[Opening Records supplied section]
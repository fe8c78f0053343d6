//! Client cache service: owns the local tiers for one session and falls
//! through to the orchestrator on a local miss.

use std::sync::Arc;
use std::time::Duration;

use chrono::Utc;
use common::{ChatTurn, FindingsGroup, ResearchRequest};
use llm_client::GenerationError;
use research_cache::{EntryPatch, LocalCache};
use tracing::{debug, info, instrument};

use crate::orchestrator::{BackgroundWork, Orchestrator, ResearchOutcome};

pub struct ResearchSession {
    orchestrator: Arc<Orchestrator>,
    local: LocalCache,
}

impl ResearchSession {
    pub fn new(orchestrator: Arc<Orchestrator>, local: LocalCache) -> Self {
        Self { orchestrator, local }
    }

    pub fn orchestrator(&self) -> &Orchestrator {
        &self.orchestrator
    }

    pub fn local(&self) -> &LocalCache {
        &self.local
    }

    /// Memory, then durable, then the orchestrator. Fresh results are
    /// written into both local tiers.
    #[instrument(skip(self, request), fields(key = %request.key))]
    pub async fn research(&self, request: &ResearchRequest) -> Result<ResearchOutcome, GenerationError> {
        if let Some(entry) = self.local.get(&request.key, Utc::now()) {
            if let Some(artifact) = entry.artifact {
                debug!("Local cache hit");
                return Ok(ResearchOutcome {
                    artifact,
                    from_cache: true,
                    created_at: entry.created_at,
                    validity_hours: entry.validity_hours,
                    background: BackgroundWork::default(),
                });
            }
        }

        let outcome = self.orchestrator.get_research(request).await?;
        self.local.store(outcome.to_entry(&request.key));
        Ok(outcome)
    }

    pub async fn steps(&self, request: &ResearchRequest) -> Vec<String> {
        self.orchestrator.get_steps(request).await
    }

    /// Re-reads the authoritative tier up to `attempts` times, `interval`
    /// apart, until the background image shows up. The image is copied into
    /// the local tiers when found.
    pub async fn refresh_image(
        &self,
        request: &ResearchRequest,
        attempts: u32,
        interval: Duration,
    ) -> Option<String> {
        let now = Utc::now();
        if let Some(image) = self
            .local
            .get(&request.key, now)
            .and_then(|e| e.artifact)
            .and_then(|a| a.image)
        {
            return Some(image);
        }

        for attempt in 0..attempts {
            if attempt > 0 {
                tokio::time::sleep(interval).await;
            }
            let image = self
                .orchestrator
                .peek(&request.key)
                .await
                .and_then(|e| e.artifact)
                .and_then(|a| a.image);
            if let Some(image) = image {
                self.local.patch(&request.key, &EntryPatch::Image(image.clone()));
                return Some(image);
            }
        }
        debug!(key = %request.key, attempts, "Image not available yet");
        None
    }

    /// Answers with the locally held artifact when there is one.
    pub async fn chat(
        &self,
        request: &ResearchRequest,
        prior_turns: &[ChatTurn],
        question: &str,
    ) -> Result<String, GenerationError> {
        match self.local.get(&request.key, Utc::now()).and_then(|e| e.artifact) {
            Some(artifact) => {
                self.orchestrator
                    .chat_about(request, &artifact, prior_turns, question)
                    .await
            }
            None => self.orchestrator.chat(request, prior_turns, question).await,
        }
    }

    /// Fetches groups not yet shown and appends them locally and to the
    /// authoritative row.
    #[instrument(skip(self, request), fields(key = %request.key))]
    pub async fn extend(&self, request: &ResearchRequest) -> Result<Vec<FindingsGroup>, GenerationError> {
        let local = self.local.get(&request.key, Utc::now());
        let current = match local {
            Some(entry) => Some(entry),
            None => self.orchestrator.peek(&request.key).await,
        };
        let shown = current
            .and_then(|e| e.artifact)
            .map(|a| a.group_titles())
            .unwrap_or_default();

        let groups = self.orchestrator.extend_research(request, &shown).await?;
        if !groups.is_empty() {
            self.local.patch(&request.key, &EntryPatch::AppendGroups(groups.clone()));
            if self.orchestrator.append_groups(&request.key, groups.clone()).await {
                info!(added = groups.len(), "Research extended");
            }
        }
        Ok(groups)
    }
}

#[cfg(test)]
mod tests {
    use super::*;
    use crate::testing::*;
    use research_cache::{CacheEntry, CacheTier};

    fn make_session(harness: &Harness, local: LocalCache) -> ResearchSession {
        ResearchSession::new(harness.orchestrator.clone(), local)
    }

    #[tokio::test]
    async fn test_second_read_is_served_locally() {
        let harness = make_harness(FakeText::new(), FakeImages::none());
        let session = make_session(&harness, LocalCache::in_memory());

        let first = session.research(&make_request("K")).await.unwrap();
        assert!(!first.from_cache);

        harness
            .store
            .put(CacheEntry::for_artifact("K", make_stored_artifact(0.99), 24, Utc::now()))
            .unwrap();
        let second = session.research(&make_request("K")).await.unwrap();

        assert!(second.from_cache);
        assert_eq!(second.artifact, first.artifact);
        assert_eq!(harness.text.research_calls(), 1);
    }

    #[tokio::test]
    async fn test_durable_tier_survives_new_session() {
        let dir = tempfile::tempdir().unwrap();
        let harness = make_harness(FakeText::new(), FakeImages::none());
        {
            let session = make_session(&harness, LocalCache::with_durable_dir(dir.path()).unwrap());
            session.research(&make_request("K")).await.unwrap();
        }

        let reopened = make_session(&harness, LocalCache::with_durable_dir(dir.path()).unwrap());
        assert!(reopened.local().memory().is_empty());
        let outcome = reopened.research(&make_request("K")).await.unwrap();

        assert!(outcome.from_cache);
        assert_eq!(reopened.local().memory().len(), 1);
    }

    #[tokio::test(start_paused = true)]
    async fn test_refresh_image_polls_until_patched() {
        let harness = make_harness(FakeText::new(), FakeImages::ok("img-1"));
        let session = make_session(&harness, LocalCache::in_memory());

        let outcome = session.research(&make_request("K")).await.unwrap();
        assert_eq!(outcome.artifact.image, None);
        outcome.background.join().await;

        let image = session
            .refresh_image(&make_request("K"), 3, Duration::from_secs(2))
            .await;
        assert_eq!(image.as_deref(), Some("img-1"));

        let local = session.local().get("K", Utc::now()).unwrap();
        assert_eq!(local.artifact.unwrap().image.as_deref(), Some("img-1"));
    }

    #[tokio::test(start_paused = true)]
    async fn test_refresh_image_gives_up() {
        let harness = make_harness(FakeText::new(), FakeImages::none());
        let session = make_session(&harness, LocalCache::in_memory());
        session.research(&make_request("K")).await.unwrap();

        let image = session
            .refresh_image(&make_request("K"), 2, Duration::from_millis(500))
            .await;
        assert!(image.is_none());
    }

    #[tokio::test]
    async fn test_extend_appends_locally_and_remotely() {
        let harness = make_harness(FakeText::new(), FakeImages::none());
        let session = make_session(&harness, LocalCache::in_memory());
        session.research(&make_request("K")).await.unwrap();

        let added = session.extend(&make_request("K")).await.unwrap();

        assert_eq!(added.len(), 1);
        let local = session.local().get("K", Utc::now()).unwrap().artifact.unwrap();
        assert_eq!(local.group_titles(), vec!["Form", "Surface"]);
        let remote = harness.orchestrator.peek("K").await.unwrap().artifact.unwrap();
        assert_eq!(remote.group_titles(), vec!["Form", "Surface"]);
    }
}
[Closing Records supplied section]
[Opening Records supplied section]
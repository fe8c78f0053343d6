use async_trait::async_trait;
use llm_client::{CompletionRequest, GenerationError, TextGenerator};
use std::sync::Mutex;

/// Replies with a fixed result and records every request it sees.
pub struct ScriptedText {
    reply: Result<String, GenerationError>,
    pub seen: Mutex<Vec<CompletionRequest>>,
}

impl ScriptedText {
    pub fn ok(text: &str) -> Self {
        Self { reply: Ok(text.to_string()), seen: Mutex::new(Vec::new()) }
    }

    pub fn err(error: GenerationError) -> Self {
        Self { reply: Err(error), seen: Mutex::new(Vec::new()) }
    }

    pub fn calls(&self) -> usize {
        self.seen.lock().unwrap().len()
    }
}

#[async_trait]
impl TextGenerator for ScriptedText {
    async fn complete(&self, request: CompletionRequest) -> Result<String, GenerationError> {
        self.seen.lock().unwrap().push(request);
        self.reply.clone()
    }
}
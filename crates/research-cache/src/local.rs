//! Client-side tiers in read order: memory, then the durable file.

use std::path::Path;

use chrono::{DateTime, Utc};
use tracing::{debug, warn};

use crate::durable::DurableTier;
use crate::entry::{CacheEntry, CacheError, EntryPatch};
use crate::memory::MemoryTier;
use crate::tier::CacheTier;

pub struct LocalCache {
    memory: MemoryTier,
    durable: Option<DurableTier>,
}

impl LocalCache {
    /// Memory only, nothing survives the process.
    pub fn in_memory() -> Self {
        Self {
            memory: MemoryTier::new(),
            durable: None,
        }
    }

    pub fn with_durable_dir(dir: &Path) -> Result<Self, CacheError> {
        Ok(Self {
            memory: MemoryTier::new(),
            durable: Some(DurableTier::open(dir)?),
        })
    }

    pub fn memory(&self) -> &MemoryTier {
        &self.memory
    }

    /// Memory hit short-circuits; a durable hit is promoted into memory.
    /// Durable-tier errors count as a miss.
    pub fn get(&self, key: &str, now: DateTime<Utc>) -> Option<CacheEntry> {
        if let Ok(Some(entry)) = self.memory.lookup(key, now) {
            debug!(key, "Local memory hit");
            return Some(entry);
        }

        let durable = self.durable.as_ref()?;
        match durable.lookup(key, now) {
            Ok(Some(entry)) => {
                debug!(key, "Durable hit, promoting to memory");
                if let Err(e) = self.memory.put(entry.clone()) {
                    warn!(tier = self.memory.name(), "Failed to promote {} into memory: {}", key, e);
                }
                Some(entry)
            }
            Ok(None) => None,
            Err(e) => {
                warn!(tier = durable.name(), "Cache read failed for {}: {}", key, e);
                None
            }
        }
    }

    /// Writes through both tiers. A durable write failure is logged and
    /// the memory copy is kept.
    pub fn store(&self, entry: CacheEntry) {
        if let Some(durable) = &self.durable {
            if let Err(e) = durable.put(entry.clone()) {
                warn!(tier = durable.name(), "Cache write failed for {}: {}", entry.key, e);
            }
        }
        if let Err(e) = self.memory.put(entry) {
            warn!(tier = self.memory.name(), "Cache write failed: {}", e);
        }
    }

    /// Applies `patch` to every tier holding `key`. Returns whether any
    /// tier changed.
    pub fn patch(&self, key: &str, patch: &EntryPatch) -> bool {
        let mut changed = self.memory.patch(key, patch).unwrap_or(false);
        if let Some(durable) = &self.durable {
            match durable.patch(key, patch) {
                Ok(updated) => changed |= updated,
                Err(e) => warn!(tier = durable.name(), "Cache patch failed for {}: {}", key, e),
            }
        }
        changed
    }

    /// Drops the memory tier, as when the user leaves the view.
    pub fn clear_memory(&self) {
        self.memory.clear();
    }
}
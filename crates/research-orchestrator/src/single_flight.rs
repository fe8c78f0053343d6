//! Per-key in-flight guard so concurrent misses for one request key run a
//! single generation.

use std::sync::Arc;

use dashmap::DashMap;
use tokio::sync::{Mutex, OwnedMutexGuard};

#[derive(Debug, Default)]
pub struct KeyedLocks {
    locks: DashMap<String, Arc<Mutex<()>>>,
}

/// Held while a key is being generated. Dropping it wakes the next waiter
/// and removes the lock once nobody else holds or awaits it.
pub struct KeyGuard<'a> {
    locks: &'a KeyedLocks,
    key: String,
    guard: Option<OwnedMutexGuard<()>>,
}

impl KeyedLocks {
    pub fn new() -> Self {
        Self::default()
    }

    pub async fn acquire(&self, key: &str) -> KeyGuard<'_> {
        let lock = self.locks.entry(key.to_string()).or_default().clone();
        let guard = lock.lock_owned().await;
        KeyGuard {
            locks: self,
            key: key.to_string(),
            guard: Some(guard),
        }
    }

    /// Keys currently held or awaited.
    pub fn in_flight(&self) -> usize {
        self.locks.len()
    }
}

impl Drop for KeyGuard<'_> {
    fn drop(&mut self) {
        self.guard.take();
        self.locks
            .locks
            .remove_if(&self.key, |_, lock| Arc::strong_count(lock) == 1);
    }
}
[Closing Records supplied section]
• **Task details**
Which lines of the records above hold the word "GenerationError"? Copy each of them.

• **Result**
use llm_client::GenerationError;
    pub async fn research(&self, request: &ResearchRequest) -> Result<ResearchOutcome, GenerationError> {
    ) -> Result<String, GenerationError> {
    pub async fn extend(&self, request: &ResearchRequest) -> Result<Vec<FindingsGroup>, GenerationError> {
use llm_client::{CompletionRequest, GenerationError, TextGenerator};
    reply: Result<String, GenerationError>,
    pub fn err(error: GenerationError) -> Self {
    async fn complete(&self, request: CompletionRequest) -> Result<String, GenerationError> {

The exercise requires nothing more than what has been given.